# Can I turn my fire pit into a grill?



## laohaire (Nov 2, 2005)

I have a firepit, just the typical round type we bought at Target a few years ago. (Unfortunately it hasn't gotten nearly as much use out of it as intended).

Hubby would like to grill food. I hesitate to eat a lot of food grilled by chemical-doused charcoal. So I wonder if I could get him to grill over a wood fire. I mean, how great would that be?

Is there some sort of grill attachment I could buy (that wouldn't be a fortune...) that I could fit over a fire pit?


----------



## ivymae (Nov 22, 2005)

Yup - we just bought a 'replacement' round grill from Ace. Measure how large the top of yours is, and ask them if they have one that size (or a little larger, so it overhangs a bit, depending on the style of your pit). Ours was $10, but there are cheaper and mroe expensive options...

Also, since most pits are not very deep, you'll want to burn down your wood to coals before you cook over them, so you're not burning the outside of your food before the inside is done.
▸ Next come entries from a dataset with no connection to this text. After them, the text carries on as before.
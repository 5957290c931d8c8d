//! Evolutionary fallback search.
//!
//! - [`GaConfig`] tunes population size, operator rates, and the budget
//!   overage penalty.
//! - [`LegSelection`] is the binary chromosome over catalog options.
//! - [`rank_fronts`] / [`crowding_distances`] implement the NSGA-II
//!   ranking machinery.
//! - [`evolve`] runs the full loop and decodes the final front into
//!   itineraries.

mod chromosome;
mod config;
mod nsga;
mod solver;

pub use chromosome::LegSelection;
pub use config::GaConfig;
pub use nsga::{crowding_distances, rank_fronts, FrontRanking};
pub use solver::evolve;
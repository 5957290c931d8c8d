//! Itinerary optimization engine.
//!
//! [`Engine`] drives the full pipeline for one request: snapshot loading,
//! topology search, candidate generation, Pareto selection, and the
//! evolutionary fallback when too few alternatives survive. Failures are
//! reported through [`SolveError`] so callers can distinguish missing
//! data from infeasible routes from budget problems.

mod error;
mod stage;

pub use error::SolveError;
pub use stage::SolveStage;

use log::debug;

use crate::catalog::{OptionSource, Snapshot};
use crate::exact;
use crate::ga::{self, GaConfig};
use crate::generate::generate_candidates;
use crate::geo::CityCoords;
use crate::models::{CandidateItinerary, OptimizationRequest};
use crate::pareto::{self, BudgetExceeded};
use crate::topology::viable_orderings;

/// Tunables for the solve pipeline.
///
/// # Examples
///
/// ```
/// use u_itinerary::engine::EngineConfig;
///
/// let config = EngineConfig::default().with_min_candidates(5);
/// assert_eq!(config.min_candidates(), 5);
/// ```
#[derive(Debug, Clone)]
pub struct EngineConfig {
    ga_fallback: bool,
    min_candidates: usize,
    ga: GaConfig,
}

impl Default for EngineConfig {
    fn default() -> Self {
        Self {
            ga_fallback: true,
            min_candidates: 2,
            ga: GaConfig::default(),
        }
    }
}

impl EngineConfig {
    /// Enables or disables the evolutionary fallback.
    pub fn with_ga_fallback(mut self, enabled: bool) -> Self {
        self.ga_fallback = enabled;
        self
    }

    /// Sets the result count below which the fallback engages.
    pub fn with_min_candidates(mut self, n: usize) -> Self {
        self.min_candidates = n;
        self
    }

    /// Replaces the fallback search configuration.
    pub fn with_ga_config(mut self, ga: GaConfig) -> Self {
        self.ga = ga;
        self
    }

    /// Whether the evolutionary fallback is enabled.
    pub fn ga_fallback(&self) -> bool {
        self.ga_fallback
    }

    /// Result count below which the fallback engages.
    pub fn min_candidates(&self) -> usize {
        self.min_candidates
    }

    /// Fallback search configuration.
    pub fn ga_config(&self) -> &GaConfig {
        &self.ga
    }
}

/// The optimization engine, borrowing its option source and coordinate
/// table for the lifetime of the solve calls.
pub struct Engine<'a> {
    source: &'a dyn OptionSource,
    coords: &'a CityCoords,
    config: EngineConfig,
}

impl<'a> Engine<'a> {
    /// Creates an engine with the default configuration.
    pub fn new(source: &'a dyn OptionSource, coords: &'a CityCoords) -> Self {
        Self {
            source,
            coords,
            config: EngineConfig::default(),
        }
    }

    /// Replaces the engine configuration.
    pub fn with_config(mut self, config: EngineConfig) -> Self {
        self.config = config;
        self
    }

    /// Solves one request, returning ranked itineraries best first.
    ///
    /// The result list is never empty: shortfalls surface as
    /// [`SolveError`] variants instead.
    pub fn solve(
        &self,
        request: &OptimizationRequest,
    ) -> Result<Vec<CandidateItinerary>, SolveError> {
        debug!("stage {}: loading options", SolveStage::Loading);
        let snapshot = Snapshot::load(self.source, self.coords, request);
        if snapshot.num_flights() == 0 {
            return Err(SolveError::NoData);
        }
        // Only flights count here: a car returning to the origin does not
        // close the gap the sentinel describes.
        let return_gap = !snapshot.has_flight_arriving_at(request.origin());

        debug!("stage {}: searching orderings", SolveStage::TopologySearch);
        let topology = viable_orderings(request.origin(), request.destinations(), &snapshot);
        if topology.viable.is_empty() {
            if return_gap {
                return Err(SolveError::NoReturnPath);
            }
            return Err(SolveError::NoViableRoute {
                attempted: topology.attempted.len(),
            });
        }

        debug!("stage {}: enumerating combinations", SolveStage::Generating);
        let generation = generate_candidates(&snapshot, &topology.viable, request);
        if generation.candidates.is_empty() {
            return Err(match generation.cheapest_cost {
                Some(cheapest) if cheapest > request.budget() => SolveError::OverBudget {
                    cheapest: Some(cheapest),
                },
                _ => SolveError::NoViableRoute {
                    attempted: topology.attempted.len(),
                },
            });
        }

        let ranked = self.select(generation.candidates.clone(), request)?;
        if ranked.len() >= self.config.min_candidates || !self.config.ga_fallback {
            debug!("stage {}: {} itineraries", SolveStage::Done, ranked.len());
            return Ok(ranked);
        }

        debug!(
            "stage {}: only {} results, engaging evolutionary search",
            SolveStage::Fallback,
            ranked.len()
        );
        let mut pool = generation.candidates;
        let before = pool.len();
        pool.extend(ga::evolve(&snapshot, request, &self.config.ga));
        if pool.len() == before {
            // Fallback found nothing new; try the exact closed-tour
            // optimum before settling.
            if let Some(best) = exact::solve(&snapshot, request) {
                pool.push(best);
            }
        }
        let ranked = self.select(pool, request)?;
        debug!("stage {}: {} itineraries", SolveStage::Done, ranked.len());
        Ok(ranked)
    }

    /// Dedup, budget filter, Pareto front, and ranking, with one logged
    /// stage transition each.
    fn select(
        &self,
        candidates: Vec<CandidateItinerary>,
        request: &OptimizationRequest,
    ) -> Result<Vec<CandidateItinerary>, SolveError> {
        debug!(
            "stage {}: {} candidates",
            SolveStage::FilteringDedup,
            candidates.len()
        );
        let unique = pareto::dedup_itineraries(candidates);
        debug!("stage {}", SolveStage::BudgetFilter);
        let within = pareto::filter_budget(unique, request.budget())
            .map_err(|BudgetExceeded { cheapest }| SolveError::OverBudget { cheapest })?;
        debug!("stage {}", SolveStage::Pareto);
        let pool = pareto::front_with_extension(within);
        debug!("stage {}", SolveStage::Ranking);
        Ok(pareto::rank_by_preference(pool, request.alpha()))
    }
}
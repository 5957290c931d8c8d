//! Candidate itinerary: an ordered chain of transport legs.

use serde::{Deserialize, Serialize};

use super::{Mode, TransportOption};

/// An ordered sequence of legs where each leg departs from the city the
/// previous one arrived at, plus derived totals.
///
/// Itineraries are created and discarded within a single solve. They are
/// not required to return to the trip origin (open tours are valid when no
/// closed tour exists).
///
/// # Examples
///
/// ```
/// use u_itinerary::models::{CandidateItinerary, Flight, TransportOption};
///
/// let mut out = Flight::one_way("GRU", "SCL", "2026-06-14", "4h 0m", 500.0);
/// out.duration_minutes = 240;
/// let mut back = Flight::one_way("SCL", "GRU", "2026-06-20", "4h 0m", 400.0);
/// back.duration_minutes = 240;
///
/// let it = CandidateItinerary::from_legs(vec![
///     TransportOption::Flight(out),
///     TransportOption::Flight(back),
/// ]);
/// assert_eq!(it.total_cost(), 900.0);
/// assert_eq!(it.total_time(), 480);
/// assert!(it.is_chained());
/// ```
#[derive(Debug, Clone, PartialEq, Serialize, Deserialize)]
pub struct CandidateItinerary {
    legs: Vec<TransportOption>,
    total_cost: f64,
    total_time: u32,
}

impl CandidateItinerary {
    /// Builds an itinerary from legs, computing cost and time totals.
    pub fn from_legs(legs: Vec<TransportOption>) -> Self {
        let total_cost = legs.iter().map(|l| l.price()).sum();
        let total_time = legs.iter().map(|l| l.duration_minutes()).sum();
        Self {
            legs,
            total_cost,
            total_time,
        }
    }

    /// The ordered legs of this itinerary.
    pub fn legs(&self) -> &[TransportOption] {
        &self.legs
    }

    /// Number of legs.
    pub fn len(&self) -> usize {
        self.legs.len()
    }

    /// Returns `true` if the itinerary has no legs.
    pub fn is_empty(&self) -> bool {
        self.legs.is_empty()
    }

    /// Sum of leg prices in currency units.
    pub fn total_cost(&self) -> f64 {
        self.total_cost
    }

    /// Sum of leg durations in minutes.
    pub fn total_time(&self) -> u32 {
        self.total_time
    }

    /// City the itinerary departs from, if any legs exist.
    pub fn departure_city(&self) -> Option<&str> {
        self.legs.first().map(|l| l.origin())
    }

    /// City the itinerary ends in, if any legs exist.
    pub fn final_city(&self) -> Option<&str> {
        self.legs.last().map(|l| l.destination())
    }

    /// Returns `true` if every leg departs from the previous leg's
    /// destination.
    pub fn is_chained(&self) -> bool {
        self.legs
            .windows(2)
            .all(|w| w[0].destination() == w[1].origin())
    }

    /// Returns `true` if the last leg arrives back at the first leg's
    /// origin (a closed tour).
    pub fn is_closed(&self) -> bool {
        match (self.departure_city(), self.final_city()) {
            (Some(start), Some(end)) => start == end,
            _ => false,
        }
    }

    /// Transport mode of each leg in order, e.g. flight/flight/car.
    pub fn mode_pattern(&self) -> Vec<Mode> {
        self.legs.iter().map(|l| l.mode()).collect()
    }
}
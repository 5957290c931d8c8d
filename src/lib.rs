//! # u-itinerary
//!
//! Multi-city trip optimization library: assembles flight and car rental
//! options into ranked itineraries under a budget cap, trading cost
//! against travel time through a single preference weight.
//!
//! ## Modules
//!
//! - [`models`] — Domain model types (Flight, CarLeg, TransportOption, OptimizationRequest, CandidateItinerary)
//! - [`duration`] — Duration text parsing and formatting ("6h 20m")
//! - [`geo`] — Haversine distances and car travel time estimation
//! - [`catalog`] — Option sourcing and the normalized per-request snapshot
//! - [`topology`] — Destination ordering search over the connectivity graph
//! - [`generate`] — Per-slot combinatorial candidate generation
//! - [`pareto`] — Dedup, budget filter, Pareto front, and preference ranking
//! - [`sequence`] — Leg chaining and destination coverage validation
//! - [`ga`] — Evolutionary fallback search (NSGA-II over leg selections)
//! - [`exact`] — Branch-and-bound optimum over closed tours
//! - [`engine`] — The solve pipeline tying the stages together
//!
//! ## Quick start
//!
//! ```
//! use u_itinerary::catalog::InMemoryCatalog;
//! use u_itinerary::engine::{Engine, EngineConfig};
//! use u_itinerary::geo::CityCoords;
//! use u_itinerary::models::{Flight, OptimizationRequest};
//!
//! let mut catalog = InMemoryCatalog::new();
//! catalog.add_flight(Flight::one_way("GRU", "SCL", "2026-09-01", "4h 10m", 520.0));
//! catalog.add_flight(Flight::one_way("SCL", "GRU", "2026-09-08", "3h 55m", 480.0));
//!
//! let coords = CityCoords::new();
//! let config = EngineConfig::default().with_ga_fallback(false);
//! let engine = Engine::new(&catalog, &coords).with_config(config);
//! let request = OptimizationRequest::new("GRU", &["SCL"], 1500.0, 0.5);
//!
//! let itineraries = engine.solve(&request).unwrap();
//! assert_eq!(itineraries[0].final_city(), Some("GRU"));
//! ```

pub mod catalog;
pub mod duration;
pub mod engine;
pub mod exact;
pub mod ga;
pub mod generate;
pub mod geo;
pub mod models;
pub mod pareto;
pub mod sequence;
pub mod topology;
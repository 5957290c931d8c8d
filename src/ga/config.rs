//! Evolutionary solver configuration.

/// Configuration for the evolutionary fallback solver.
///
/// # Defaults
///
/// ```
/// use u_itinerary::ga::GaConfig;
///
/// let config = GaConfig::default();
/// assert_eq!(config.population_size, 200);
/// assert_eq!(config.max_generations, 200);
/// ```
///
/// # Builder pattern
///
/// ```
/// use u_itinerary::ga::GaConfig;
///
/// let config = GaConfig::default()
///     .with_population_size(100)
///     .with_mutation_rate(0.02)
///     .with_seed(42);
/// assert_eq!(config.seed, Some(42));
/// ```
#[derive(Debug, Clone)]
pub struct GaConfig {
    /// Number of individuals in the population.
    pub population_size: usize,

    /// Number of generations to run.
    pub max_generations: usize,

    /// Probability of applying two-point crossover to a parent pair
    /// (0.0–1.0). When not applied, the first parent is cloned.
    pub crossover_rate: f64,

    /// Per-bit flip probability during mutation (0.0–1.0).
    pub mutation_rate: f64,

    /// Penalty multiplier applied to cost overage beyond the budget.
    ///
    /// The budget is a soft constraint during the search: overage is
    /// penalized proportionally rather than forbidden outright, keeping
    /// the search space connected.
    pub budget_penalty: f64,

    /// Random seed for reproducibility. `None` uses a random seed — the
    /// fallback solver is explicitly non-deterministic unless seeded.
    pub seed: Option<u64>,
}

impl Default for GaConfig {
    fn default() -> Self {
        Self {
            population_size: 200,
            max_generations: 200,
            crossover_rate: 0.9,
            mutation_rate: 0.05,
            budget_penalty: 10.0,
            seed: None,
        }
    }
}

impl GaConfig {
    /// Sets the population size.
    pub fn with_population_size(mut self, n: usize) -> Self {
        self.population_size = n;
        self
    }

    /// Sets the number of generations.
    pub fn with_max_generations(mut self, n: usize) -> Self {
        self.max_generations = n;
        self
    }

    /// Sets the crossover rate.
    pub fn with_crossover_rate(mut self, rate: f64) -> Self {
        self.crossover_rate = rate.clamp(0.0, 1.0);
        self
    }

    /// Sets the per-bit mutation rate.
    pub fn with_mutation_rate(mut self, rate: f64) -> Self {
        self.mutation_rate = rate.clamp(0.0, 1.0);
        self
    }

    /// Sets the budget-overage penalty multiplier.
    pub fn with_budget_penalty(mut self, penalty: f64) -> Self {
        self.budget_penalty = penalty.max(0.0);
        self
    }

    /// Sets the random seed for reproducibility.
    pub fn with_seed(mut self, seed: u64) -> Self {
        self.seed = Some(seed);
        self
    }

    /// Validates the configuration.
    pub fn validate(&self) -> Result<(), String> {
        if self.population_size < 2 {
            return Err("population_size must be at least 2".into());
        }
        if self.max_generations == 0 {
            return Err("max_generations must be at least 1".into());
        }
        Ok(())
    }
}
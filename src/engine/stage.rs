use std::fmt;

/// Pipeline stage the solver is currently executing. Logged at each
/// transition so a failing request can be localized from the debug log.
#[derive(Debug, Clone, Copy, PartialEq, Eq)]
pub enum SolveStage {
    /// Loading and normalizing the option snapshot.
    Loading,
    /// Searching destination permutations for servable orderings.
    TopologySearch,
    /// Enumerating per-slot option combinations.
    Generating,
    /// Collapsing structurally identical candidates.
    FilteringDedup,
    /// Dropping candidates over the hard budget.
    BudgetFilter,
    /// Extracting the non-dominated front (with near-front extension).
    Pareto,
    /// Ordering the selected pool by the preference weight.
    Ranking,
    /// Evolutionary search for additional alternatives.
    Fallback,
    /// Solve finished with a ranked result.
    Done,
}

impl fmt::Display for SolveStage {
    fn fmt(&self, f: &mut fmt::Formatter<'_>) -> fmt::Result {
        let name = match self {
            SolveStage::Loading => "loading",
            SolveStage::TopologySearch => "topology-search",
            SolveStage::Generating => "generating",
            SolveStage::FilteringDedup => "filtering-dedup",
            SolveStage::BudgetFilter => "budget-filter",
            SolveStage::Pareto => "pareto",
            SolveStage::Ranking => "ranking",
            SolveStage::Fallback => "fallback",
            SolveStage::Done => "done",
        };
        f.write_str(name)
    }
}
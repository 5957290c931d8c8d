//! Evolutionary fallback solver: NSGA-II over binary leg selections.
//!
//! Activated when the combinatorial generator and Pareto selection yield
//! too few alternatives. Each individual selects an arbitrary subset of
//! catalog options; the two objectives are total cost (with budget
//! overage penalized softly) and total time. Selections that do not
//! chain into an origin-departing, destination-covering itinerary take a
//! large penalty on both objectives, so the front converges on decodable
//! trips. Rank-0 individuals of the final population are decoded through
//! the sequencer; any remaining non-decoding selections are discarded.

use log::debug;
use rand::rngs::StdRng;
use rand::{Rng, SeedableRng};

use crate::catalog::Snapshot;
use crate::models::{CandidateItinerary, OptimizationRequest, TransportOption};
use crate::sequence::{covers_destinations, sequence_legs};

use super::chromosome::LegSelection;
use super::config::GaConfig;
use super::nsga::{crowding_distances, rank_fronts};

/// Maximum number of decoded itineraries returned, spaced along the
/// cost-sorted final front.
const MAX_DECODED: usize = 10;

/// Objective penalty for selections that do not decode into a valid
/// itinerary. Without it the empty selection scores (0, 0) and dominates
/// every real trip, collapsing the front to undecodable individuals.
const INFEASIBLE_PENALTY: f64 = 1e9;

/// Runs the evolutionary search and decodes the final Pareto front.
///
/// Returns an empty vector when the snapshot has no options or when no
/// rank-0 selection decodes into a valid itinerary — the caller treats
/// that as "no additional candidates", never as a failure.
pub fn evolve(
    snapshot: &Snapshot,
    request: &OptimizationRequest,
    config: &GaConfig,
) -> Vec<CandidateItinerary> {
    if config.validate().is_err() || snapshot.options().is_empty() {
        return Vec::new();
    }

    let mut rng = match config.seed {
        Some(seed) => StdRng::seed_from_u64(seed),
        None => StdRng::from_os_rng(),
    };

    let n_bits = snapshot.options().len();
    debug!(
        "evolutionary fallback: {} bits, population {}, {} generations",
        n_bits, config.population_size, config.max_generations
    );

    // Initial population.
    let mut population: Vec<LegSelection> = (0..config.population_size)
        .map(|_| {
            let mut individual = LegSelection::random(n_bits, &mut rng);
            evaluate(&mut individual, snapshot, request, config);
            individual
        })
        .collect();

    for _ in 0..config.max_generations {
        let points: Vec<[f64; 2]> = population.iter().map(|i| i.objectives()).collect();
        let ranking = rank_fronts(&points);
        let crowding = population_crowding(&points, &ranking.fronts);

        // Offspring via binary tournament on (rank, crowding).
        let mut offspring = Vec::with_capacity(config.population_size);
        while offspring.len() < config.population_size {
            let p1 = tournament(&ranking.ranks, &crowding, &mut rng);
            let p2 = tournament(&ranking.ranks, &crowding, &mut rng);

            let (mut c1, mut c2) = if rng.random_range(0.0..1.0) < config.crossover_rate {
                two_point_crossover(&population[p1], &population[p2], &mut rng)
            } else {
                (population[p1].clone(), population[p2].clone())
            };

            bitflip(&mut c1, config.mutation_rate, &mut rng);
            bitflip(&mut c2, config.mutation_rate, &mut rng);
            evaluate(&mut c1, snapshot, request, config);
            evaluate(&mut c2, snapshot, request, config);

            offspring.push(c1);
            if offspring.len() < config.population_size {
                offspring.push(c2);
            }
        }

        // Elitist (mu + lambda) environmental selection.
        population.extend(offspring);
        population = truncate_by_fronts(population, config.population_size);
    }

    decode_front(population, snapshot, request)
}

fn evaluate(
    individual: &mut LegSelection,
    snapshot: &Snapshot,
    request: &OptimizationRequest,
    config: &GaConfig,
) {
    let mut cost = 0.0;
    let mut time = 0.0;
    for (option, &selected) in snapshot.options().iter().zip(individual.bits()) {
        if selected {
            cost += option.price();
            time += option.duration_minutes() as f64;
        }
    }
    let overage = (cost - request.budget()).max(0.0) * config.budget_penalty;

    let legs: Vec<TransportOption> = individual
        .selected_indices()
        .into_iter()
        .map(|i| snapshot.options()[i].clone())
        .collect();
    let decodes = sequence_legs(legs, request.origin())
        .is_some_and(|it| covers_destinations(&it, request.origin(), request.destinations()));

    if decodes {
        individual.set_objectives(cost + overage, time);
    } else {
        individual.set_objectives(
            cost + overage + INFEASIBLE_PENALTY,
            time + INFEASIBLE_PENALTY,
        );
    }
}

fn population_crowding(points: &[[f64; 2]], fronts: &[Vec<usize>]) -> Vec<f64> {
    let mut crowding = vec![0.0; points.len()];
    for front in fronts {
        let front_points: Vec<[f64; 2]> = front.iter().map(|&i| points[i]).collect();
        for (&i, d) in front.iter().zip(crowding_distances(&front_points)) {
            crowding[i] = d;
        }
    }
    crowding
}

/// Binary tournament: lower rank wins, crowding distance breaks ties.
fn tournament<R: Rng>(ranks: &[usize], crowding: &[f64], rng: &mut R) -> usize {
    let a = rng.random_range(0..ranks.len());
    let b = rng.random_range(0..ranks.len());
    if ranks[a] < ranks[b] || (ranks[a] == ranks[b] && crowding[a] > crowding[b]) {
        a
    } else {
        b
    }
}

fn two_point_crossover<R: Rng>(
    p1: &LegSelection,
    p2: &LegSelection,
    rng: &mut R,
) -> (LegSelection, LegSelection) {
    let n = p1.len();
    if n < 2 {
        return (p1.clone(), p2.clone());
    }
    let mut cut1 = rng.random_range(0..n);
    let mut cut2 = rng.random_range(0..n);
    if cut1 > cut2 {
        std::mem::swap(&mut cut1, &mut cut2);
    }

    let mut bits1 = p1.bits().to_vec();
    let mut bits2 = p2.bits().to_vec();
    for i in cut1..=cut2 {
        std::mem::swap(&mut bits1[i], &mut bits2[i]);
    }
    (LegSelection::new(bits1), LegSelection::new(bits2))
}

fn bitflip<R: Rng>(individual: &mut LegSelection, rate: f64, rng: &mut R) {
    for bit in individual.bits_mut() {
        if rng.random_range(0.0..1.0) < rate {
            *bit = !*bit;
        }
    }
}

/// Environmental selection: fill the next population front by front,
/// truncating the overflowing front by descending crowding distance.
fn truncate_by_fronts(population: Vec<LegSelection>, target: usize) -> Vec<LegSelection> {
    let points: Vec<[f64; 2]> = population.iter().map(|i| i.objectives()).collect();
    let ranking = rank_fronts(&points);

    let mut next = Vec::with_capacity(target);
    for front in &ranking.fronts {
        if next.len() + front.len() <= target {
            next.extend(front.iter().copied());
        } else {
            let front_points: Vec<[f64; 2]> = front.iter().map(|&i| points[i]).collect();
            let crowding = crowding_distances(&front_points);
            let mut by_crowding: Vec<(f64, usize)> =
                crowding.into_iter().zip(front.iter().copied()).collect();
            by_crowding.sort_by(|a, b| b.0.partial_cmp(&a.0).unwrap_or(std::cmp::Ordering::Equal));
            next.extend(
                by_crowding
                    .into_iter()
                    .take(target - next.len())
                    .map(|(_, i)| i),
            );
            break;
        }
    }

    let mut keep: Vec<Option<LegSelection>> = population.into_iter().map(Some).collect();
    next.into_iter()
        .filter_map(|i| keep[i].take())
        .collect()
}

/// Decodes the rank-0 selections into valid itineraries, at most
/// [`MAX_DECODED`], spaced along the cost-sorted front.
fn decode_front(
    population: Vec<LegSelection>,
    snapshot: &Snapshot,
    request: &OptimizationRequest,
) -> Vec<CandidateItinerary> {
    let points: Vec<[f64; 2]> = population.iter().map(|i| i.objectives()).collect();
    let ranking = rank_fronts(&points);
    let Some(front) = ranking.fronts.first() else {
        return Vec::new();
    };

    let mut front: Vec<&LegSelection> = front.iter().map(|&i| &population[i]).collect();
    front.sort_by(|a, b| {
        a.objectives()[0]
            .partial_cmp(&b.objectives()[0])
            .unwrap_or(std::cmp::Ordering::Equal)
    });

    let picks = spaced_indices(front.len(), MAX_DECODED);
    let mut decoded = Vec::new();
    for idx in picks {
        let legs: Vec<TransportOption> = front[idx]
            .selected_indices()
            .into_iter()
            .map(|i| snapshot.options()[i].clone())
            .collect();
        if let Some(itinerary) = sequence_legs(legs, request.origin()) {
            if covers_destinations(&itinerary, request.origin(), request.destinations()) {
                decoded.push(itinerary);
            }
        }
    }
    debug!("evolutionary fallback decoded {} valid itineraries", decoded.len());
    decoded
}

/// Up to `count` indices evenly spaced over `0..len`.
fn spaced_indices(len: usize, count: usize) -> Vec<usize> {
    if len == 0 {
        return Vec::new();
    }
    if len <= count {
        return (0..len).collect();
    }
    (0..count)
        .map(|k| k * (len - 1) / (count - 1))
        .collect()
}

#[cfg(test)]
mod tests {
    use super::*;
    use crate::catalog::InMemoryCatalog;
    use crate::geo::CityCoords;
    use crate::models::Flight;

    fn snapshot(request: &OptimizationRequest) -> Snapshot {
        let mut catalog = InMemoryCatalog::new();
        catalog.add_flight(Flight::one_way("A", "B", "d", "5h 0m", 500.0));
        catalog.add_flight(Flight::one_way("B", "A", "d", "5h 0m", 400.0));
        catalog.add_flight(Flight::one_way("A", "B", "d", "2h 0m", 900.0));
        Snapshot::load(&catalog, &CityCoords::new(), request)
    }

    fn small_config() -> GaConfig {
        GaConfig::default()
            .with_population_size(30)
            .with_max_generations(20)
            .with_seed(42)
    }

    #[test]
    fn test_evolve_finds_valid_itineraries() {
        let request = OptimizationRequest::new("A", &["B"], 1000.0, 0.5);
        let snap = snapshot(&request);
        let found = evolve(&snap, &request, &small_config());
        assert!(!found.is_empty());
        for it in &found {
            assert_eq!(it.departure_city(), Some("A"));
            assert!(it.is_chained());
            assert!(covers_destinations(it, "A", request.destinations()));
        }
    }

    #[test]
    fn test_evolve_seeded_is_reproducible() {
        let request = OptimizationRequest::new("A", &["B"], 1000.0, 0.5);
        let snap = snapshot(&request);
        let a = evolve(&snap, &request, &small_config());
        let b = evolve(&snap, &request, &small_config());
        let costs =
            |v: &[CandidateItinerary]| v.iter().map(|i| i.total_cost()).collect::<Vec<_>>();
        assert_eq!(costs(&a), costs(&b));
    }

    #[test]
    fn test_evolve_empty_snapshot() {
        let request = OptimizationRequest::new("A", &["B"], 1000.0, 0.5);
        let catalog = InMemoryCatalog::new();
        let snap = Snapshot::load(&catalog, &CityCoords::new(), &request);
        assert!(evolve(&snap, &request, &small_config()).is_empty());
    }

    #[test]
    fn test_two_point_crossover_swaps_segment() {
        let mut rng = StdRng::seed_from_u64(3);
        let p1 = LegSelection::new(vec![true; 8]);
        let p2 = LegSelection::new(vec![false; 8]);
        let (c1, c2) = two_point_crossover(&p1, &p2, &mut rng);
        // Children are complementary bit-for-bit.
        for i in 0..8 {
            assert_ne!(c1.bits()[i], c2.bits()[i]);
        }
    }

    #[test]
    fn test_truncate_keeps_best_front() {
        let mut good = LegSelection::new(vec![true]);
        good.set_objectives(1.0, 1.0);
        let mut bad = LegSelection::new(vec![false]);
        bad.set_objectives(5.0, 5.0);
        let kept = truncate_by_fronts(vec![bad, good], 1);
        assert_eq!(kept.len(), 1);
        assert_eq!(kept[0].objectives(), [1.0, 1.0]);
    }

    #[test]
    fn test_spaced_indices() {
        assert_eq!(spaced_indices(3, 10), vec![0, 1, 2]);
        assert_eq!(spaced_indices(0, 10), Vec::<usize>::new());
        let picks = spaced_indices(100, 10);
        assert_eq!(picks.len(), 10);
        assert_eq!(picks[0], 0);
        assert_eq!(*picks.last().expect("non-empty"), 99);
    }

    #[test]
    fn test_undecodable_selections_rank_behind_valid_trips() {
        let request = OptimizationRequest::new("A", &["B"], 1000.0, 0.5);
        let snap = snapshot(&request);
        let config = GaConfig::default();

        // Selects the cheap outbound and the return: decodes cleanly.
        let mut round_trip = LegSelection::new(vec![true, true, false]);
        evaluate(&mut round_trip, &snap, &request, &config);

        // Selects nothing: costs nothing but decodes to no itinerary.
        let mut empty = LegSelection::new(vec![false; snap.options().len()]);
        evaluate(&mut empty, &snap, &request, &config);

        // Selects only the return leg: nothing departs the origin.
        let mut stranded = LegSelection::new(vec![false, true, false]);
        evaluate(&mut stranded, &snap, &request, &config);

        for invalid in [&empty, &stranded] {
            assert!(invalid.objectives()[0] > round_trip.objectives()[0]);
            assert!(invalid.objectives()[1] > round_trip.objectives()[1]);
        }
    }

    #[test]
    fn test_overage_penalized() {
        let request = OptimizationRequest::new("A", &["B"], 100.0, 0.5);
        let snap = snapshot(&request);
        let config = GaConfig::default();
        let mut all_selected = LegSelection::new(vec![true; snap.options().len()]);
        evaluate(&mut all_selected, &snap, &request, &config);
        let raw_cost = 500.0 + 400.0 + 900.0;
        let expected = raw_cost + (raw_cost - 100.0) * 10.0;
        assert!((all_selected.objectives()[0] - expected).abs() < 1e-9);
    }
}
Also, if you burn the wood down to coals, you can also put a cast iron dutch oven in the coals/on the grill and cook out there. Lovely when it is hot and you don't want to warm up the house.


----------



## laohaire (Nov 2, 2005)

Quote:


Originally Posted by *ivymae* 
Yup - we just bought a 'replacement' round grill from Ace. Measure how large the top of yours is, and ask them if they have one that size (or a little larger, so it overhangs a bit, depending on the style of your pit). Ours was $10, but there are cheaper and mroe expensive options...

Also, since most pits are not very deep, you'll want to burn down your wood to coals before you cook over them, so you're not burning the outside of your food before the inside is done.

Also, if you burn the wood down to coals, you can also put a cast iron dutch oven in the coals/on the grill and cook out there. Lovely when it is hot and you don't want to warm up the house.

Great advice!!!!! Thanks!!

So you're doing this too? How long does it take to get the fire going? Are you guys lighting the fire without chemicals?

I guess charcoal takes about 20 minutes - but it's light and walk away.

Just trying to convince DH to make the extra effort.


----------



## apcanadianmamma (Sep 30, 2004)

About the chemicals. My husband is a frequent charcoal griller and he never uses any type of chermical fire starter. We both find that it impacts the taste of the food and we don't like it. What he uses is a charcoal chimney. http://www.virtualweberbullet.com/chimney.html

The other thing that he makes sure to use is really good quality charcoal. The kind we use we have to buy at our local butcher and it is made with Quebec hardwood (we are in Canada). We find the Kingsford charcoal and other brands like that to add a strange aftertaste to the food. Apparently the origin of the cheaper brands of charcoal can be iffy as well.

HTH.


----------



## laohaire (Nov 2, 2005)

DH would love the chimney.

That's good to know that not all charcoal is chemical-infused. I thought all of it was.

I'm still thinking that chemical-free charcoal is going to be expensive... whereas we live in the forest so we have lots of wood options. I'm open the charcoal but still leaning toward wood.

I assume I can use charcoal in my fire pit? Sure why not? (Just a shame to buy a whole grill when we have the pit and can just get a grill grate for $10).


----------



## apcanadianmamma (Sep 30, 2004)

Quote:


Originally Posted by *laohaire* 
I assume I can use charcoal in my fire pit? Sure why not? (Just a shame to buy a whole grill when we have the pit and can just get a grill grate for $10).

I can't see why you couldn't. All the charcoal is is a heat source and as long as the grate doesn't touch the coals I don't see why it would be an issue.

For sure though the charcoal we use is a lot more expensive than the stuff you can buy at big box stores etc. It does last for a long time.

I do know that my husband actually does add various types of hard wood to add flavour to whatever he is grilling. He is still using mainly charcoal with the wood to add flavour. He also does this when he is smoking something (I'm not a huge fan of smoking for flavour though so he generally sticks to grilling)

Admittedly I am not the expert of this though (I just eat what he makes lol) I will ask him what he thinks about using just wood for grilling. I can't see why it wouldn't work...I mean what did they do years ago to cook?

Kelly


----------



## laohaire (Nov 2, 2005)

I've been Googling around and sure enough, there are all sorts of wood grilling enthusiasts. I'm handing this one over to my hubby now. I figured out it's possible, now he can develop the skill









It's weird, why do women tend to cook in the kitchen and men outside? But though we're hardly rigid about sex roles, it's assumed my DH will do the grilling. I actually don't really want to, and I can't explain why. And he'll have fun with it. Oh, well, it works, it's a way we can both contribute to cooking.


----------



## apcanadianmamma (Sep 30, 2004)

haha...same here. I have absolutely no desire to use the grill. For him it is almost a hobby. He enjoys getting the fire started and experimenting with different flavours etc. Hey I'm not going to complain


----------